>>>>

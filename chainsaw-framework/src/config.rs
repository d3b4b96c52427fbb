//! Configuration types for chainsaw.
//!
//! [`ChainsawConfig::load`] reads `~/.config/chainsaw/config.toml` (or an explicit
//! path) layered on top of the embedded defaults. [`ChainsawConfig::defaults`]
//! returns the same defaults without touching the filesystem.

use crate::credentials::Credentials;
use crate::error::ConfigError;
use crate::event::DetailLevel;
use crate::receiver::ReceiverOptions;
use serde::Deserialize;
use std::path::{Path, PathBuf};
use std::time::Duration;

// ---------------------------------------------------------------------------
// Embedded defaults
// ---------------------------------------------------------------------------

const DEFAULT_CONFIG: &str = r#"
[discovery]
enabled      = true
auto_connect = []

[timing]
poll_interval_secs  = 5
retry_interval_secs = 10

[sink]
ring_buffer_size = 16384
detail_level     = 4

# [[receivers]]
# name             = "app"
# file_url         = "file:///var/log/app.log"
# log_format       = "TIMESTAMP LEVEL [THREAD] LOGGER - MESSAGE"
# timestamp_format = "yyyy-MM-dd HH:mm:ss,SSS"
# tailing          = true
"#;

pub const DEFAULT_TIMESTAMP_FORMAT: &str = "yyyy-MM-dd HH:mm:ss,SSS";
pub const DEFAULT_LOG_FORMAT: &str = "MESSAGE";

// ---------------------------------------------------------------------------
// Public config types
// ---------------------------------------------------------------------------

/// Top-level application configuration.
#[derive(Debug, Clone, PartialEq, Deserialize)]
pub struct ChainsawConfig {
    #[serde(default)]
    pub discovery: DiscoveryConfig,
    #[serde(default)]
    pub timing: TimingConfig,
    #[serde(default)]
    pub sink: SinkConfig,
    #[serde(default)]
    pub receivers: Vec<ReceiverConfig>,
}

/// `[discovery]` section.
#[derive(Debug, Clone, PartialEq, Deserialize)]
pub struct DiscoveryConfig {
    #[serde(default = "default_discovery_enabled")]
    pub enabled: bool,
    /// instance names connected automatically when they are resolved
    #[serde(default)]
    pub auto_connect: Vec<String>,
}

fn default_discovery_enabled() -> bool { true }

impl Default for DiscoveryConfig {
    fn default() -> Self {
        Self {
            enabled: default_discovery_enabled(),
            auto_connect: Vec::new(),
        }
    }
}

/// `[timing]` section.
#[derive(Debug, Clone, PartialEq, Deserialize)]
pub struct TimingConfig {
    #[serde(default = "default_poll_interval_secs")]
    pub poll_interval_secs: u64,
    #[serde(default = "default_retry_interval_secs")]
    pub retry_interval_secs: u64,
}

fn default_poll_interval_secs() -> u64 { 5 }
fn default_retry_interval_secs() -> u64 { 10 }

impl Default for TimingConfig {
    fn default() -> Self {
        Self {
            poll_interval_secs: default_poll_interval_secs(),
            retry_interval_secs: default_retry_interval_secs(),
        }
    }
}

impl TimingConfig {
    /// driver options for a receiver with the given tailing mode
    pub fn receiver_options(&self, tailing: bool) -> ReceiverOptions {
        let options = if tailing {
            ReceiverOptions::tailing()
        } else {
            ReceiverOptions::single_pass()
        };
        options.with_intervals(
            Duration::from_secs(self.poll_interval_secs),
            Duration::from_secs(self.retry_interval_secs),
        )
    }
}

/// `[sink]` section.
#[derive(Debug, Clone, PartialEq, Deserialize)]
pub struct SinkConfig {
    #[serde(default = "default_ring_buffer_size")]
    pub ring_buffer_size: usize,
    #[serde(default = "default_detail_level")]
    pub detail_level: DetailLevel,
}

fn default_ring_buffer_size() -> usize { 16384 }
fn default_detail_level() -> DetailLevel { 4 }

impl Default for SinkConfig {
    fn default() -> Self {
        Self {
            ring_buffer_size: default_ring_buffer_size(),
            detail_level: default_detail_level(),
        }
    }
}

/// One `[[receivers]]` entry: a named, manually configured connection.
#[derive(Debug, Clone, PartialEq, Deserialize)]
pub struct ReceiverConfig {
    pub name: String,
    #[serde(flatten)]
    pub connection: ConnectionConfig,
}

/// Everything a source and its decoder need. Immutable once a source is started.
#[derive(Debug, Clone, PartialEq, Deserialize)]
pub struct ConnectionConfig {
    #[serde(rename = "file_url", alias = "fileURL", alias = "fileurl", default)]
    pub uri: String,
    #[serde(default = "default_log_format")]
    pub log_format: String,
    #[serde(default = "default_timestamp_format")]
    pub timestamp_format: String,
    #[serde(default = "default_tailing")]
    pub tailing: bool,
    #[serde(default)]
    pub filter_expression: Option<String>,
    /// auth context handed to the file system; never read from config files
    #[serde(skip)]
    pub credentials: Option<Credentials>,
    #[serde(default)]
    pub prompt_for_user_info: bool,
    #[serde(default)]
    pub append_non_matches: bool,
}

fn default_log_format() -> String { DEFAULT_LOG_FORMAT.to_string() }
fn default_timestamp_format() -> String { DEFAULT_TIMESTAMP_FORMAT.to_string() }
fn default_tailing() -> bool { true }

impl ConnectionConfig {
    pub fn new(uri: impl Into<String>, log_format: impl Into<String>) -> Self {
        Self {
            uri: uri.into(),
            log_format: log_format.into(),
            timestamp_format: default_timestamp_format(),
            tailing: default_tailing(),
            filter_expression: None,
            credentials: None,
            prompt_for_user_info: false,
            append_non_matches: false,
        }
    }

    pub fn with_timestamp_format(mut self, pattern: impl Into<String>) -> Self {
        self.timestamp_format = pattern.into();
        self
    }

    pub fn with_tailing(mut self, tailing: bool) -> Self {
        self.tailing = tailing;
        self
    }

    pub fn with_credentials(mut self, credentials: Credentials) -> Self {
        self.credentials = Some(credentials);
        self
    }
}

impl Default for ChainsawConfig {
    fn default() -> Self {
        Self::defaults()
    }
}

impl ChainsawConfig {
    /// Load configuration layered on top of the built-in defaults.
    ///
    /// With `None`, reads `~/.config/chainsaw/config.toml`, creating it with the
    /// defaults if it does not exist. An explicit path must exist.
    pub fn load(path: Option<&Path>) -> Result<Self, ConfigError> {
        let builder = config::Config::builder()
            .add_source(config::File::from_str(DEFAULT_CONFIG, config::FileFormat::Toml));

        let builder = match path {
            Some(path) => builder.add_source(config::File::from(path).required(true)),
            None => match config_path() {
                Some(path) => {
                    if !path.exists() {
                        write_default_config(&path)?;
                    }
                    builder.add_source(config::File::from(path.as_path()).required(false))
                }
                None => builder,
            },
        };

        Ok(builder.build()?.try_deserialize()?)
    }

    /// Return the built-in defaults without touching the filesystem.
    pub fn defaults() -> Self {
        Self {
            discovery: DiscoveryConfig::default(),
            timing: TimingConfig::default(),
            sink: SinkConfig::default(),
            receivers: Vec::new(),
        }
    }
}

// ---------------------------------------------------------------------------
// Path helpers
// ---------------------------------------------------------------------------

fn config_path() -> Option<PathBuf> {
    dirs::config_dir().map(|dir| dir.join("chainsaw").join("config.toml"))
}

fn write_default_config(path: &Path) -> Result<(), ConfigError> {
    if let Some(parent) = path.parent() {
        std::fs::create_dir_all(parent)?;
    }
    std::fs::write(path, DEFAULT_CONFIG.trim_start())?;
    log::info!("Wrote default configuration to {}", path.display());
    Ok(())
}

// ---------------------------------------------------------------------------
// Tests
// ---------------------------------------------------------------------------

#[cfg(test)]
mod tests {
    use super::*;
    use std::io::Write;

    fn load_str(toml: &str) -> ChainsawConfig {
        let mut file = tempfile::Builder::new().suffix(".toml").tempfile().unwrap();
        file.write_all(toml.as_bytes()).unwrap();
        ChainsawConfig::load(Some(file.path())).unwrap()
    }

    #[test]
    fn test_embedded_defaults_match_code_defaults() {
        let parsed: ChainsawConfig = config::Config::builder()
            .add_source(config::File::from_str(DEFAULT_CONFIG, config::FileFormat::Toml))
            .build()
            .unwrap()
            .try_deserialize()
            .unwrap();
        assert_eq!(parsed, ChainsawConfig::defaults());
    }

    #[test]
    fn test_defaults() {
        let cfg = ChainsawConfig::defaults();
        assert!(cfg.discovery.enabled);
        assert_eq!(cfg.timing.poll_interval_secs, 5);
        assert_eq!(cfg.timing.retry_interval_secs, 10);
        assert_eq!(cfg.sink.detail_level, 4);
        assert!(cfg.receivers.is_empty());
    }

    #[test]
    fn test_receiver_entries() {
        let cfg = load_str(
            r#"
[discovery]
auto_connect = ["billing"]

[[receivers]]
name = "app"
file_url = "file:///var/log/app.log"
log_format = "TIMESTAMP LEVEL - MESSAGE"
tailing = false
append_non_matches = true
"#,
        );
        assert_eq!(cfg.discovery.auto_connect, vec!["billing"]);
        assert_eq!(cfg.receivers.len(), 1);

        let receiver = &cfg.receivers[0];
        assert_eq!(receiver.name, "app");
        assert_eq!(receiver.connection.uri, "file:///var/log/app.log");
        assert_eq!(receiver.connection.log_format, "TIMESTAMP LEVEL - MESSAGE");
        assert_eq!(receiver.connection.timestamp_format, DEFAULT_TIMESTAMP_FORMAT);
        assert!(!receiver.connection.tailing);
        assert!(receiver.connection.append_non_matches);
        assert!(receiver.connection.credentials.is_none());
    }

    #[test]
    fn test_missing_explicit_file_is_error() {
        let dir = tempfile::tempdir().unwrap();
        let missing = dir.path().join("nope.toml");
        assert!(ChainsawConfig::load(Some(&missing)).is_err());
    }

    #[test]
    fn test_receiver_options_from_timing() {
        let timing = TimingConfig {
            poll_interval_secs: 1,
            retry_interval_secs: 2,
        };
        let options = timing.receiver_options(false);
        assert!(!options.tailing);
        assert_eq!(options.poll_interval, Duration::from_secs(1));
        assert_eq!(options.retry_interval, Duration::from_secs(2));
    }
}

<<<<
>>>>

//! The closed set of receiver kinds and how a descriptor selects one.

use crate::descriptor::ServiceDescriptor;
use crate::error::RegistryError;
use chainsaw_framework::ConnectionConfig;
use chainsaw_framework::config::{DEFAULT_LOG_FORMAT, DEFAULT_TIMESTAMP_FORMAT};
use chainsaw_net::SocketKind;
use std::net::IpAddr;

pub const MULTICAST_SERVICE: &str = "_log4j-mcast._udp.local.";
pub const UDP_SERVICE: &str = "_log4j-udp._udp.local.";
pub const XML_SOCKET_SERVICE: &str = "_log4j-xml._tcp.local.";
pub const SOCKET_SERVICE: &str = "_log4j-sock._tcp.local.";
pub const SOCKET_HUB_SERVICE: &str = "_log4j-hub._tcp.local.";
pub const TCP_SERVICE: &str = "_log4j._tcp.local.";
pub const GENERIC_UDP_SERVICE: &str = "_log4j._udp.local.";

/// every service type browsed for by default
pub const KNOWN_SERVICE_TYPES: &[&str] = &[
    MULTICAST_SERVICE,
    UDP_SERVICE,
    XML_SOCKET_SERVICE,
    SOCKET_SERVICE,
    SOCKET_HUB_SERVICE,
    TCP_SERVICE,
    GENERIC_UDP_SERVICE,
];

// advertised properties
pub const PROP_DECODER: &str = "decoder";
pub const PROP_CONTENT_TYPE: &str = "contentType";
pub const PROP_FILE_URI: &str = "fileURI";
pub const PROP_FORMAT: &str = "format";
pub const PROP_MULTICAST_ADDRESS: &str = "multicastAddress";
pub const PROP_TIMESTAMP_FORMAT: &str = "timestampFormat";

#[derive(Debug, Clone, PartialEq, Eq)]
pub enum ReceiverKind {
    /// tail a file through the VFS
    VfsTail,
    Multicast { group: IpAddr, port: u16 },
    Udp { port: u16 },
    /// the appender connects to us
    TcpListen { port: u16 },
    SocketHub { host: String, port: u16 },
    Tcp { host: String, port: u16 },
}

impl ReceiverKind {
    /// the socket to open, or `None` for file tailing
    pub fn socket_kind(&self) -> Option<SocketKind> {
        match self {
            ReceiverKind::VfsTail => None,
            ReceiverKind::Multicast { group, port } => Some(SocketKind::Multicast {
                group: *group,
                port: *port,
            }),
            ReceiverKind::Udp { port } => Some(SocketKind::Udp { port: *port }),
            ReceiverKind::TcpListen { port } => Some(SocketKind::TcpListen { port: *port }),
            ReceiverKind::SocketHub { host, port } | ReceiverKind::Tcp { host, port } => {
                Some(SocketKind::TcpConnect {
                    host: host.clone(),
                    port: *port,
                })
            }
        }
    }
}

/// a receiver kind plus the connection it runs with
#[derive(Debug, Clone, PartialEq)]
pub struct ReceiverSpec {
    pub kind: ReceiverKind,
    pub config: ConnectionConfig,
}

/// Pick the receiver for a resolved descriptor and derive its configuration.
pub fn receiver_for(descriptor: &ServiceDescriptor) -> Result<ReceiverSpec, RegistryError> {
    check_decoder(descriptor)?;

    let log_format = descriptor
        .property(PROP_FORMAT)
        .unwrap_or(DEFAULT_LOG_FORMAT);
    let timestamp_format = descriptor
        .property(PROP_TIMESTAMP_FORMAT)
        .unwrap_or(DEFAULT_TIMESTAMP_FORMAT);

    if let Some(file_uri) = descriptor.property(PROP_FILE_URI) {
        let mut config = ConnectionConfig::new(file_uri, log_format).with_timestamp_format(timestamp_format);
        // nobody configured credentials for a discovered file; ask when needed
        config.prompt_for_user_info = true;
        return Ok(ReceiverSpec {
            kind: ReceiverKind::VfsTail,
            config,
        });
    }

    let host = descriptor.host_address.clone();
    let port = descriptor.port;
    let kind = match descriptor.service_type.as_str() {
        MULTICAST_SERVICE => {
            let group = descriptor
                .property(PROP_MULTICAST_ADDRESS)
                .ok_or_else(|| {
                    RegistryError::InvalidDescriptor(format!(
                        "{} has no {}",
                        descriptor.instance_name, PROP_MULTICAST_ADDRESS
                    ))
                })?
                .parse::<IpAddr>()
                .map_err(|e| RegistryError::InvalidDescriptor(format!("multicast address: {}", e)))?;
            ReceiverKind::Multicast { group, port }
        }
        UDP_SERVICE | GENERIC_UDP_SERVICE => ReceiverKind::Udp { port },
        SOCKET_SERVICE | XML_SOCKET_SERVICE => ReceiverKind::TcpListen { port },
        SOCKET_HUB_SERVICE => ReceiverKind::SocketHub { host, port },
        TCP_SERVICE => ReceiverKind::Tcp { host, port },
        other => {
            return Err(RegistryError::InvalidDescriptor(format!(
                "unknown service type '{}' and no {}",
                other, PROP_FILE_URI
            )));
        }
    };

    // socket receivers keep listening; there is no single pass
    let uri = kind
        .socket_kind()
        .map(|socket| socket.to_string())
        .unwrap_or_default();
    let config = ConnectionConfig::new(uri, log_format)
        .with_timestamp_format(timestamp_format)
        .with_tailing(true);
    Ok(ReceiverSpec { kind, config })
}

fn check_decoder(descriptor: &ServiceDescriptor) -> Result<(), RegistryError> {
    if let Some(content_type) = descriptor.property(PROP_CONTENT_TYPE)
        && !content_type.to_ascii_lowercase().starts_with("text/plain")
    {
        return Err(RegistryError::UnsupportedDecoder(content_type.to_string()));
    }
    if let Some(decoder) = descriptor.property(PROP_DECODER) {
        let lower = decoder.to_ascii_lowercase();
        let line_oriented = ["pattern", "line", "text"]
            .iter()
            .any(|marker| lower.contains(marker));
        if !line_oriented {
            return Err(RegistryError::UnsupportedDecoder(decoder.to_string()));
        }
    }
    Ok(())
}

<<<<
>>>>

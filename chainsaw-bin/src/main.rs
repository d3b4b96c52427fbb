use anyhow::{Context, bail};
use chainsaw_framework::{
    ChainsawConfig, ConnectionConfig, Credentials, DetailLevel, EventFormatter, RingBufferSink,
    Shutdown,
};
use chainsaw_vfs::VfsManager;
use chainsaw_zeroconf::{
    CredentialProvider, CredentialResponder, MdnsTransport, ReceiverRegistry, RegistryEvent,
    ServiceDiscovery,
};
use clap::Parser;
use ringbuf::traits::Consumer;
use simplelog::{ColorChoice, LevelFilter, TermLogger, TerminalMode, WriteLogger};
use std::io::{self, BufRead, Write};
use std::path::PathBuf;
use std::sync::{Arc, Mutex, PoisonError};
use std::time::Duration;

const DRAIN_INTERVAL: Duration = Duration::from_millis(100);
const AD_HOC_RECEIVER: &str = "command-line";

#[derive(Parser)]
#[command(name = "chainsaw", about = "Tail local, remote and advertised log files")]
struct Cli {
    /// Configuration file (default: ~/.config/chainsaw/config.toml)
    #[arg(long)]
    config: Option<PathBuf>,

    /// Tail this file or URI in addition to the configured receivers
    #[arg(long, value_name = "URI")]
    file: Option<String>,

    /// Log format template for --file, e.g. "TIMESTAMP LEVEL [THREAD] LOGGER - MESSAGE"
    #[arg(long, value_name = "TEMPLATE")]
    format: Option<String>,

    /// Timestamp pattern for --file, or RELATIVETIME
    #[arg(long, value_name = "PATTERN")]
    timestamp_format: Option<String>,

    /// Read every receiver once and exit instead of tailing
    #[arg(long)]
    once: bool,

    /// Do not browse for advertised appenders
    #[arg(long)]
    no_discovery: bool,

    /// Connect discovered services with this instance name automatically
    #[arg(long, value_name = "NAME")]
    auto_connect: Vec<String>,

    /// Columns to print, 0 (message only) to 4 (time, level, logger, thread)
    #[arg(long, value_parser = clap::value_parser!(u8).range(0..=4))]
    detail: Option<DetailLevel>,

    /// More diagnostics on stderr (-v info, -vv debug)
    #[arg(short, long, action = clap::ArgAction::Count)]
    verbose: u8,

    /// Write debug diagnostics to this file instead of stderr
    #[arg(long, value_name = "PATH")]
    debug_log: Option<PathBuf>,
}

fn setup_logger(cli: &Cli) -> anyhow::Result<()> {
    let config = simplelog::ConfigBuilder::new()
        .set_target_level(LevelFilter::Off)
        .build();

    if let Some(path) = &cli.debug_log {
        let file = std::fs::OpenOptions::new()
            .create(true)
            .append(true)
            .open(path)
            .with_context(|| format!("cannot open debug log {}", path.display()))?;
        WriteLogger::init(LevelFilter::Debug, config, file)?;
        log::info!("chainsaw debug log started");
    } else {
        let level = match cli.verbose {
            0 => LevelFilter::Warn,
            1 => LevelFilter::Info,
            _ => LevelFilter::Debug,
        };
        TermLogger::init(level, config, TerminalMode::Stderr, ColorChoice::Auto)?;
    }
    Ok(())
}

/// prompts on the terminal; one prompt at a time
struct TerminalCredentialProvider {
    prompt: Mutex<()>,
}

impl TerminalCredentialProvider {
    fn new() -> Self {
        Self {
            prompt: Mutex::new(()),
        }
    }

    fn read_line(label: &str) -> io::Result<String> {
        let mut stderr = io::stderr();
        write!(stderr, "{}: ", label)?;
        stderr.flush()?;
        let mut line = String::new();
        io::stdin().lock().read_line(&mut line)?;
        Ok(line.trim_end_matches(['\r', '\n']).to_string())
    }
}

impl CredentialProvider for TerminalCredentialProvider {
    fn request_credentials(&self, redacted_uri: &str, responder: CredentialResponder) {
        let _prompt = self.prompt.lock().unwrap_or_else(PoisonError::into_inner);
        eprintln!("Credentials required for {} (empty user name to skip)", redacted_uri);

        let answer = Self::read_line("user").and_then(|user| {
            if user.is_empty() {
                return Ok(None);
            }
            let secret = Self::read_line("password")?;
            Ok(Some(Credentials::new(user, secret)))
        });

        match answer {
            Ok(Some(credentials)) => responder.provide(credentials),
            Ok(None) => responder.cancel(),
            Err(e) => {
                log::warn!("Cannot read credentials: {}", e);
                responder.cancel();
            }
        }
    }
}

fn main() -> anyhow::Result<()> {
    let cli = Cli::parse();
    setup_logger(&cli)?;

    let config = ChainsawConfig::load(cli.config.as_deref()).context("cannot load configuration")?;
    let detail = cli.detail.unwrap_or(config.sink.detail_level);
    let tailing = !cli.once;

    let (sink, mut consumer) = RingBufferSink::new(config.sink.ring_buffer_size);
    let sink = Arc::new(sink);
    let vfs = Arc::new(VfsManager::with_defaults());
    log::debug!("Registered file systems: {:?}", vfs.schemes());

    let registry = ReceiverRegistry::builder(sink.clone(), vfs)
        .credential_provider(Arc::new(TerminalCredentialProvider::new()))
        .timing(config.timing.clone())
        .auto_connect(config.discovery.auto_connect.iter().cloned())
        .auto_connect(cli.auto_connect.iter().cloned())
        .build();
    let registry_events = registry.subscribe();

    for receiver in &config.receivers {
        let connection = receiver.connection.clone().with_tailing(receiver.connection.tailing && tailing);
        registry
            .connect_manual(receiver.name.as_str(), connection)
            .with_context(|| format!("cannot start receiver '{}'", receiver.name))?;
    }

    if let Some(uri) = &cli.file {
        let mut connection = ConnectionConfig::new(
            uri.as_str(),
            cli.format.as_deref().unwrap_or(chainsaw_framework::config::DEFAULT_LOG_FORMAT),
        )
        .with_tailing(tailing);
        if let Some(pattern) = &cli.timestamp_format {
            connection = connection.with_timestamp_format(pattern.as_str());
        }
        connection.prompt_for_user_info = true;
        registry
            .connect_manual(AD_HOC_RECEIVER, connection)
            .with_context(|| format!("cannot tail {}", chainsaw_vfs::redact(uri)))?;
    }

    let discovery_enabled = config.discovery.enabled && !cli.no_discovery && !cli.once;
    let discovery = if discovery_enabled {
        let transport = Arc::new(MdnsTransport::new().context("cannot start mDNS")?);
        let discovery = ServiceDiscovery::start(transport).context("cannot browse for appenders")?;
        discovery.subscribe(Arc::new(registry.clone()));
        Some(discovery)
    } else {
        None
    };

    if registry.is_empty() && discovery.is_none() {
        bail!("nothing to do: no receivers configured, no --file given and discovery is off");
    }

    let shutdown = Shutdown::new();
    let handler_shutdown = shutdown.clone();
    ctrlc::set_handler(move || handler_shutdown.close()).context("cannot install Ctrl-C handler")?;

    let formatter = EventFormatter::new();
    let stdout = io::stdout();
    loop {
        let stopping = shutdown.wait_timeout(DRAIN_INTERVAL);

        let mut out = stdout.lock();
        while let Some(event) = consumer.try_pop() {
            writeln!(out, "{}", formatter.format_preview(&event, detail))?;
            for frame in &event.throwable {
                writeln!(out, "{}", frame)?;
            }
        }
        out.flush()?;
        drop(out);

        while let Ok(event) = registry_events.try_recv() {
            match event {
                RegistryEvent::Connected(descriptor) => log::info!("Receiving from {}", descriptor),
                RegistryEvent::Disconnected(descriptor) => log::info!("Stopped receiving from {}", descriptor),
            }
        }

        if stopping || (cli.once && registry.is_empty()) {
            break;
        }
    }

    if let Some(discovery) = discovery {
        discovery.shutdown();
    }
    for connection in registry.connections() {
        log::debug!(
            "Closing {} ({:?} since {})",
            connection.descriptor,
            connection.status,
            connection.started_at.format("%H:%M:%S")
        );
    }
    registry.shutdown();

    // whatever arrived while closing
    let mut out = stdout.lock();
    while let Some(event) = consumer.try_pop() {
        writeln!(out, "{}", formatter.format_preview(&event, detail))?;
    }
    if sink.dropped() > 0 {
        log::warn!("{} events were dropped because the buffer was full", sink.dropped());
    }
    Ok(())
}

<<<<

**What the task requires**
The answer must be a single number: the count of lines above that contain the word "appenders".

**Solution to the exercise**
2